They passed into a corridor leading to the broad circular passage between the buildings and the outer rampart. Here, in the open air, and exposed all day long to the tropical sunshine, stood several dozen large copper reflectors, shaped like truncated cones. Each apparatus had in the centre a boiler made of tempered glass, and a steam-engine, whose slightest movement could evidently set in motion various conducting wires that stood arranged in readiness under a shed.
"This is the solar-heat condenser," said Norbert. "You see it in the perfection to which it was lately brought by its inventor, M. Mouchot, Professor of Physics at the Tours Lyceum. It can gather up the solar heat and utilize it in the service of commerce. I believe the inventor hoped that it would, in the first place, tend to facilitate the making of a railway across the Sahara desert. It has already enabled us to bore our well, and, as you shall see when we get to the foot of the mountain, it kindles to a white heat the group of furnaces that fabricate large quantities of glass."
"Do you mean to say," exclaimed Doctor Briet, "that this copper funnel can develop sufficient heat to vitrify sand?"
"You shall judge for yourself," replied Norbert. "But meanwhile let me tell you that in this hot country we receive and absorb, on an average, 38 heat units 1 a minute on a square yard of surface insulation. I have 2000 insulators, and each of them represents ten square yards, which means that I can freely absorb and utilize 760,000 heat units per minute, 45,600,000 heat units per hour, and 456,000,000 heat units in a day of ten hours. Such is the amount of heat placed at our disposal by the sun, and suffered to run to waste by the negligence of man!.
"This is our only heating apparatus. Your cutlets this morning were grilled by the solar heat condenser; the soup and roast meat will be cooked by the same process this evening. The cognac you put in your coffee is distilled by the solar-heat condenser, and in like manner the coffee was refined and infused by the same influence."
"But," said Gertrude, laughingly, "you are obliged always to cook in the day time?"
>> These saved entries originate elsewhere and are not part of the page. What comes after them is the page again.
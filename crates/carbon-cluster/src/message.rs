//! Cluster messages and their receiving-side handling

use crate::error::Result;
use crate::member::ClusterMember;
use async_trait::async_trait;
use chrono::{DateTime, Utc};
use dashmap::mapref::entry::Entry;
use dashmap::DashMap;
use serde::de::DeserializeOwned;
use serde::{Deserialize, Serialize};
use std::time::{Duration, Instant};
use tokio::sync::watch;
use uuid::Uuid;

/// Marker recorded by a receiver once a message has been executed
pub const EXECUTED: &str = "Executed";

/// How long received messages are remembered for de-duplication
pub const RECEIVED_MESSAGE_LIFETIME: Duration = Duration::from_secs(5 * 60);

/// Period of the received-message cleanup task
pub const RECEIVED_CLEANUP_INTERVAL: Duration = Duration::from_secs(2 * 60);

/// Upper bound of entries dropped by one cleanup pass
pub const MAX_PURGE_PER_PASS: usize = 5000;

/// Application message carried across the cluster.
///
/// The payload is opaque to the messaging layer.
#[derive(Debug, Clone, PartialEq, Serialize, Deserialize)]
pub struct ClusterMessage {
    pub id: Uuid,
    pub timestamp: DateTime<Utc>,
    pub topic: String,
    pub payload: serde_json::Value,
    #[serde(default)]
    execution_marker: Option<String>,
    /// Reply set by the executing handler and returned to the sender
    #[serde(default, skip_serializing_if = "Option::is_none")]
    response: Option<serde_json::Value>,
}

impl ClusterMessage {
    pub fn new<T: Into<String>>(topic: T, payload: serde_json::Value) -> Self {
        Self {
            id: Uuid::new_v4(),
            timestamp: Utc::now(),
            topic: topic.into(),
            payload,
            execution_marker: None,
            response: None,
        }
    }

    /// Build a message from any serializable payload
    pub fn from_serializable<T: Into<String>, P: Serialize>(topic: T, payload: &P) -> Result<Self> {
        Ok(Self::new(topic, serde_json::to_value(payload)?))
    }

    pub fn payload_as<P: DeserializeOwned>(&self) -> Result<P> {
        Ok(serde_json::from_value(self.payload.clone())?)
    }

    pub fn mark_executed<T: Into<String>>(&mut self, marker: T) {
        self.execution_marker = Some(marker.into());
    }

    pub fn execution_marker(&self) -> Option<&str> {
        self.execution_marker.as_deref()
    }

    pub fn is_executed(&self) -> bool {
        self.execution_marker.is_some()
    }

    /// Set the reply returned to the sender once this message is executed
    pub fn set_response(&mut self, response: serde_json::Value) {
        self.response = Some(response);
    }

    pub fn response(&self) -> Option<&serde_json::Value> {
        self.response.as_ref()
    }
}

/// Reply a member returned for an executed message
#[derive(Debug, Clone, PartialEq)]
pub struct MemberResponse {
    pub member: ClusterMember,
    pub payload: serde_json::Value,
}

/// Application logic that executes received cluster messages
#[async_trait]
pub trait MessageHandler: Send + Sync {
    /// Execute a message. Returning an error makes the receiver refuse it.
    ///
    /// A response set with [`ClusterMessage::set_response`] is returned to
    /// the sender.
    async fn execute(&self, message: &mut ClusterMessage, sender: &ClusterMember) -> Result<()>;
}

/// Handler used when the application registers none
#[derive(Debug, Default)]
pub struct LoggingMessageHandler;

#[async_trait]
impl MessageHandler for LoggingMessageHandler {
    async fn execute(&self, message: &mut ClusterMessage, sender: &ClusterMember) -> Result<()> {
        tracing::info!(
            "Received cluster message {} (topic '{}') from {}",
            message.id,
            message.topic,
            sender.address
        );
        Ok(())
    }
}

/// How the execution of a received message ended
#[derive(Debug, Clone, PartialEq)]
pub enum ExecutionOutcome {
    /// Executed, with the handler's response if it set one
    Executed(Option<serde_json::Value>),
    /// The handler refused the message
    Failed(String),
}

/// Result of claiming a received message id
#[derive(Debug)]
pub enum Reservation {
    /// First sighting; the caller executes the message
    Granted,
    /// Seen before; yields the outcome once the first execution settles
    Duplicate(watch::Receiver<Option<ExecutionOutcome>>),
}

#[derive(Debug)]
struct ReceivedEntry {
    received_at: Instant,
    message: Option<ClusterMessage>,
    outcome: watch::Sender<Option<ExecutionOutcome>>,
}

/// Messages received by this node, keyed by message id
#[derive(Debug, Default)]
pub struct ReceivedMessages {
    entries: DashMap<Uuid, ReceivedEntry>,
}

impl ReceivedMessages {
    pub fn new() -> Self {
        Self::default()
    }

    /// Claim a message id for execution
    pub fn reserve(&self, id: Uuid) -> Reservation {
        match self.entries.entry(id) {
            Entry::Occupied(occupied) => Reservation::Duplicate(occupied.get().outcome.subscribe()),
            Entry::Vacant(vacant) => {
                let (outcome, _) = watch::channel(None);
                vacant.insert(ReceivedEntry {
                    received_at: Instant::now(),
                    message: None,
                    outcome,
                });
                Reservation::Granted
            }
        }
    }

    /// Record the executed message under its reserved id
    pub fn complete(&self, message: ClusterMessage) {
        let outcome = ExecutionOutcome::Executed(message.response.clone());

        match self.entries.entry(message.id) {
            Entry::Occupied(mut occupied) => {
                let entry = occupied.get_mut();
                entry.message = Some(message);
                entry.outcome.send_replace(Some(outcome));
            }
            Entry::Vacant(vacant) => {
                let (sender, _) = watch::channel(Some(outcome));
                vacant.insert(ReceivedEntry {
                    received_at: Instant::now(),
                    message: Some(message),
                    outcome: sender,
                });
            }
        }
    }

    /// Give up a reservation whose execution failed.
    ///
    /// Duplicates waiting on it observe the failure; the id may be claimed again.
    pub fn release(&self, id: &Uuid, reason: &str) {
        if let Some((_, entry)) = self.entries.remove_if(id, |_, entry| entry.message.is_none()) {
            entry
                .outcome
                .send_replace(Some(ExecutionOutcome::Failed(reason.to_string())));
        }
    }

    pub fn get(&self, id: &Uuid) -> Option<ClusterMessage> {
        self.entries.get(id).and_then(|entry| entry.message.clone())
    }

    pub fn contains(&self, id: &Uuid) -> bool {
        self.entries.contains_key(id)
    }

    pub fn len(&self) -> usize {
        self.entries.len()
    }

    pub fn is_empty(&self) -> bool {
        self.entries.is_empty()
    }

    /// Drop entries older than `lifetime`, at most `max` per call
    pub fn purge_expired(&self, lifetime: Duration, max: usize) -> usize {
        let expired: Vec<Uuid> = self
            .entries
            .iter()
            .filter(|entry| entry.received_at.elapsed() >= lifetime)
            .map(|entry| *entry.key())
            .take(max)
            .collect();

        for id in &expired {
            self.entries.remove(id);
        }
        expired.len()
    }
}
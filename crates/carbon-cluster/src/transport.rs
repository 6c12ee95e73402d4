//! TCP transport between cluster members
//!
//! Each member runs one [`TcpReceiver`]; its address is the member's advertised
//! address. Peers talk to it through a [`PeerClient`] with one request and at
//! most one reply per exchange.

use crate::error::{ClusterError, Result};
use crate::membership::MembershipManager;
use crate::protocol::{codec, Frame};
use bytes::Bytes;
use futures::{SinkExt, StreamExt};
use std::net::{IpAddr, SocketAddr};
use std::sync::Arc;
use std::time::Duration;
use tokio::net::{TcpListener, TcpStream};
use tokio::time::timeout;
use tokio_util::codec::{Framed, LengthDelimitedCodec};
use tokio_util::sync::CancellationToken;

/// Client side of the cluster transport
#[derive(Debug, Clone)]
pub struct PeerClient {
    connect_timeout: Duration,
    request_timeout: Duration,
}

impl PeerClient {
    pub fn new(connect_timeout: Duration, request_timeout: Duration) -> Self {
        Self {
            connect_timeout,
            request_timeout,
        }
    }

    /// Send a frame and wait for the reply
    pub async fn request(&self, addr: SocketAddr, frame: &Frame) -> Result<Frame> {
        self.exchange(addr, frame.encode()?).await
    }

    /// Send an already encoded frame and wait for the reply
    pub async fn exchange(&self, addr: SocketAddr, data: Bytes) -> Result<Frame> {
        let mut framed = self.connect(addr).await?;

        timeout(self.request_timeout, roundtrip(&mut framed, data, addr))
            .await
            .map_err(|_| ClusterError::timeout(format!("No reply from {} in time", addr)))?
    }

    /// Send a frame that expects no reply
    pub async fn notify(&self, addr: SocketAddr, frame: &Frame) -> Result<()> {
        let data = frame.encode()?;
        let mut framed = self.connect(addr).await?;

        timeout(self.request_timeout, framed.send(data))
            .await
            .map_err(|_| ClusterError::timeout(format!("Sending to {} timed out", addr)))??;
        Ok(())
    }

    async fn connect(&self, addr: SocketAddr) -> Result<Framed<TcpStream, LengthDelimitedCodec>> {
        let stream = timeout(self.connect_timeout, TcpStream::connect(addr))
            .await
            .map_err(|_| ClusterError::timeout(format!("Connection to {} timed out", addr)))?
            .map_err(|e| ClusterError::network(format!("Failed to connect to {}: {}", addr, e)))?;
        stream.set_nodelay(true)?;
        Ok(Framed::new(stream, codec()))
    }
}

async fn roundtrip(
    framed: &mut Framed<TcpStream, LengthDelimitedCodec>,
    data: Bytes,
    addr: SocketAddr,
) -> Result<Frame> {
    framed.send(data).await?;

    match framed.next().await {
        Some(Ok(reply)) => Frame::decode(&reply),
        Some(Err(e)) => Err(e.into()),
        None => Err(ClusterError::network(format!(
            "Connection to {} closed before a reply",
            addr
        ))),
    }
}

/// Accepting side of the cluster transport
#[derive(Debug)]
pub struct TcpReceiver {
    listener: TcpListener,
    local_addr: SocketAddr,
}

impl TcpReceiver {
    /// Bind the preferred port, else the first free port of the range.
    ///
    /// A preferred port of `0` binds an ephemeral port.
    pub async fn bind(
        ip: IpAddr,
        preferred: Option<u16>,
        range_start: u16,
        range_size: u16,
    ) -> Result<Self> {
        if let Some(port) = preferred {
            match TcpListener::bind((ip, port)).await {
                Ok(listener) => return Self::from_listener(listener),
                Err(e) if port == 0 => {
                    return Err(ClusterError::initialization(format!(
                        "Could not bind cluster receiver on {}: {}",
                        ip, e
                    )))
                }
                Err(e) => {
                    tracing::warn!(
                        "Preferred cluster port {}:{} is unavailable ({}), scanning {}-{}",
                        ip,
                        port,
                        e,
                        range_start,
                        range_start.saturating_add(range_size.saturating_sub(1))
                    );
                }
            }
        }

        let end = (u32::from(range_start) + u32::from(range_size)).min(u32::from(u16::MAX) + 1);
        for port in u32::from(range_start)..end {
            let port = port as u16;
            match TcpListener::bind((ip, port)).await {
                Ok(listener) => return Self::from_listener(listener),
                Err(e) => tracing::trace!("Port {}:{} unavailable: {}", ip, port, e),
            }
        }

        Err(ClusterError::initialization(format!(
            "No free port for the cluster receiver on {} in range {}-{}",
            ip,
            range_start,
            end.saturating_sub(1)
        )))
    }

    fn from_listener(listener: TcpListener) -> Result<Self> {
        let local_addr = listener
            .local_addr()
            .map_err(|e| ClusterError::initialization(format!("Receiver has no local address: {}", e)))?;
        Ok(Self {
            listener,
            local_addr,
        })
    }

    pub fn local_addr(&self) -> SocketAddr {
        self.local_addr
    }

    /// Accept connections until cancelled, answering frames through `manager`
    pub async fn serve(self, manager: Arc<MembershipManager>, cancel: CancellationToken) {
        tracing::info!("Cluster receiver listening on {}", self.local_addr);

        loop {
            tokio::select! {
                _ = cancel.cancelled() => break,
                accepted = self.listener.accept() => match accepted {
                    Ok((stream, peer)) => {
                        let manager = manager.clone();
                        let cancel = cancel.clone();
                        tokio::spawn(async move {
                            if let Err(e) = handle_connection(stream, manager, cancel).await {
                                tracing::debug!("Connection from {} ended: {}", peer, e);
                            }
                        });
                    }
                    Err(e) => {
                        tracing::warn!("Failed to accept cluster connection: {}", e);
                        tokio::time::sleep(Duration::from_millis(100)).await;
                    }
                },
            }
        }

        tracing::info!("Cluster receiver on {} stopped", self.local_addr);
    }
}

async fn handle_connection(
    stream: TcpStream,
    manager: Arc<MembershipManager>,
    cancel: CancellationToken,
) -> Result<()> {
    stream.set_nodelay(true)?;
    let mut framed = Framed::new(stream, codec());

    loop {
        let next = tokio::select! {
            _ = cancel.cancelled() => break,
            next = framed.next() => next,
        };
        let Some(data) = next else {
            break;
        };

        let frame = Frame::decode(&data?)?;
        tracing::trace!("Received {} frame from {}", frame.kind(), frame.sender().address);

        if let Some(reply) = manager.handle(frame).await {
            framed.send(reply.encode()?).await?;
        }
    }

    Ok(())
}
//! Multicast membership scheme
//!
//! Every node sends a heartbeat datagram to the multicast group each
//! heartbeat interval and listens for the heartbeats of others. Discovery is
//! symmetric; silent members are dropped by the failure sweeper.

use crate::config::MulticastSettings;
use crate::error::{ClusterError, Result};
use crate::membership::MembershipManager;
use crate::protocol::{Frame, MAX_DATAGRAM};
use crate::scheme::{SchemeCore, SchemeState};
use bytes::Bytes;
use socket2::{Domain, Protocol, Socket, Type};
use std::net::{Ipv4Addr, SocketAddr, SocketAddrV4};
use std::sync::Arc;
use std::time::Duration;
use tokio::net::UdpSocket;
use tokio::time::{interval, MissedTickBehavior};
use tokio_util::sync::CancellationToken;

pub struct MulticastMembershipScheme {
    core: SchemeCore,
    socket: Option<Arc<UdpSocket>>,
    group: Option<SocketAddr>,
}

impl MulticastMembershipScheme {
    pub fn new(core: SchemeCore) -> Self {
        Self {
            core,
            socket: None,
            group: None,
        }
    }

    pub fn core(&self) -> &SchemeCore {
        &self.core
    }

    pub async fn start(&mut self) -> Result<()> {
        self.core.set_state(SchemeState::Initializing);

        let settings = self.core.settings().multicast.clone();
        let group = SocketAddr::V4(SocketAddrV4::new(settings.group()?, settings.port));
        let socket = Arc::new(bind_multicast(&settings)?);

        let heartbeat = Frame::Heartbeat {
            sender: self.core.local_member().clone(),
        }
        .encode_datagram()
        .map_err(|e| ClusterError::initialization(format!("Cannot build heartbeat: {}", e)))?;

        let cancel = self.core.cancellation_token();
        let period = self.core.settings().timeouts.heartbeat_interval();

        self.core.spawn(receive_loop(
            socket.clone(),
            self.core.manager().clone(),
            cancel.clone(),
        ));
        self.core
            .spawn(heartbeat_loop(socket.clone(), group, heartbeat, period, cancel));
        self.core.spawn_failure_sweeper();

        self.socket = Some(socket);
        self.group = Some(group);
        self.core.set_state(SchemeState::Active);

        tracing::info!(
            "Multicast membership scheme active on group {} (domain {})",
            group,
            self.core.context().domain()
        );
        Ok(())
    }

    pub async fn stop(&mut self) {
        // No heartbeat may follow the leave datagram
        self.core.shutdown_tasks().await;

        if let (Some(socket), Some(group)) = (self.socket.take(), self.group.take()) {
            let leave = Frame::Leave {
                sender: self.core.local_member().clone(),
            };
            match leave.encode_datagram() {
                Ok(data) => {
                    if let Err(e) = socket.send_to(&data, group).await {
                        tracing::debug!("Failed to send leave datagram: {}", e);
                    }
                }
                Err(e) => tracing::debug!("Failed to encode leave datagram: {}", e),
            }
        }

        self.core.set_state(SchemeState::Stopped);
        tracing::info!("Multicast membership scheme stopped");
    }
}

/// Create a non-blocking UDP socket bound to the group port and joined to the group
fn bind_multicast(settings: &MulticastSettings) -> Result<UdpSocket> {
    let group = settings.group()?;
    let interface = settings.interface()?;
    let init_error = |what: &str, e: std::io::Error| {
        ClusterError::initialization(format!(
            "Could not {} multicast group {}:{}: {}",
            what, group, settings.port, e
        ))
    };

    let socket = Socket::new(Domain::IPV4, Type::DGRAM, Some(Protocol::UDP))
        .map_err(|e| init_error("create socket for", e))?;
    socket
        .set_reuse_address(true)
        .map_err(|e| init_error("configure", e))?;
    #[cfg(all(unix, not(any(target_os = "solaris", target_os = "illumos"))))]
    socket
        .set_reuse_port(true)
        .map_err(|e| init_error("configure", e))?;
    socket
        .set_nonblocking(true)
        .map_err(|e| init_error("configure", e))?;

    let bind_addr = SocketAddr::V4(SocketAddrV4::new(Ipv4Addr::UNSPECIFIED, settings.port));
    socket
        .bind(&bind_addr.into())
        .map_err(|e| init_error("bind", e))?;
    socket
        .join_multicast_v4(&group, &interface)
        .map_err(|e| init_error("join", e))?;
    socket
        .set_multicast_loop_v4(settings.loopback)
        .map_err(|e| init_error("configure", e))?;
    socket
        .set_multicast_ttl_v4(settings.ttl)
        .map_err(|e| init_error("configure", e))?;
    if !interface.is_unspecified() {
        socket
            .set_multicast_if_v4(&interface)
            .map_err(|e| init_error("configure", e))?;
    }

    UdpSocket::from_std(socket.into()).map_err(|e| init_error("register", e))
}

async fn heartbeat_loop(
    socket: Arc<UdpSocket>,
    group: SocketAddr,
    heartbeat: Bytes,
    period: Duration,
    cancel: CancellationToken,
) {
    // The first tick fires immediately so peers learn about us right away
    let mut ticker = interval(period);
    ticker.set_missed_tick_behavior(MissedTickBehavior::Delay);

    loop {
        tokio::select! {
            _ = cancel.cancelled() => break,
            _ = ticker.tick() => {
                if let Err(e) = socket.send_to(&heartbeat, group).await {
                    tracing::warn!("Failed to send multicast heartbeat: {}", e);
                }
            }
        }
    }
}

async fn receive_loop(
    socket: Arc<UdpSocket>,
    manager: Arc<MembershipManager>,
    cancel: CancellationToken,
) {
    let mut buf = vec![0u8; MAX_DATAGRAM];

    loop {
        let received = tokio::select! {
            _ = cancel.cancelled() => break,
            received = socket.recv_from(&mut buf) => received,
        };

        let (len, from) = match received {
            Ok(received) => received,
            Err(e) => {
                tracing::warn!("Multicast receive failed: {}", e);
                continue;
            }
        };

        match Frame::decode(&buf[..len]) {
            Ok(frame @ (Frame::Heartbeat { .. } | Frame::Leave { .. })) => {
                if frame.sender().id == manager.local_member().id {
                    continue;
                }
                tracing::trace!("Multicast {} from {}", frame.kind(), from);
                manager.handle(frame).await;
            }
            Ok(frame) => {
                tracing::debug!("Ignoring multicast {} frame from {}", frame.kind(), from);
            }
            Err(e) => {
                tracing::debug!("Ignoring malformed datagram from {}: {}", from, e);
            }
        }
    }
}
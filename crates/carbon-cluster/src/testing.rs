//! Shared fixtures for unit tests

use crate::config::ClusterConfiguration;
use crate::context::ClusterContext;
use crate::member::ClusterMember;
use crate::membership::MembershipManager;
use crate::message::{LoggingMessageHandler, ReceivedMessages};
use crate::messaging::MessageReceiver;
use crate::transport::PeerClient;
use std::io::Write;
use std::sync::Arc;
use std::time::Duration;

/// Build a configuration from an inline TOML body
pub(crate) fn built_configuration(body: &str) -> Arc<ClusterConfiguration> {
    let mut file = tempfile::Builder::new()
        .suffix(".toml")
        .tempfile()
        .unwrap();
    file.write_all(body.as_bytes()).unwrap();
    Arc::new(ClusterConfiguration::from_source(file.path()).unwrap())
}

pub(crate) fn member_at(port: u16, domain: &str) -> ClusterMember {
    ClusterMember::new(
        format!("127.0.0.1:{}", port).parse().unwrap(),
        domain.to_string(),
    )
}

/// Membership manager of a registered local member on port 4000
pub(crate) async fn membership_manager(domain: &str) -> Arc<MembershipManager> {
    let context =
        ClusterContext::new(built_configuration(&format!("domain = \"{}\"\n", domain))).unwrap();
    let local = member_at(4000, domain);
    context.register_local_member(local.clone()).await.unwrap();

    let receiver = MessageReceiver::new(
        local.clone(),
        Arc::new(LoggingMessageHandler),
        Arc::new(ReceivedMessages::new()),
    );
    Arc::new(MembershipManager::new(
        context,
        local,
        PeerClient::new(Duration::from_millis(100), Duration::from_millis(100)),
        receiver,
        Duration::from_secs(3),
    ))
}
"Yes, if we are foolish enough to suffer our store of heat to evaporate into space; not so, if we take care to imprison it in a non-conductor, such as a woollen covering, or even a pot full of sand. Virgil does this very cleverly, I assure you!"
"It is marvellous !" cried M. Kersain. "This invention is certainly destined to be of great service in Africa!"
"Much greater than is thought,” replied Norbert. "Remember this is a free and boundless force! ... By the solar action alone it will henceforward be possible to sink artesian wells in the middle of the most arid desert, to get water from any depth, bring it to the surface, and make use of it as we will. . . . Railways can in future traverse the Sahara desert, and the whirr of busy manufactories wake up its silent echoes, while steamers plough the wave without need to trouble about finding fuel. The sun will do it all!... This conic-shaped funnel, once set eastward, the rest will go by itself; and what more easy than to set it so! The lever yonder enables the reflector to be moved backwards and forwards horizontally, while the toothed rack, by setting in motion two cogs, elevates or depresses it vertically.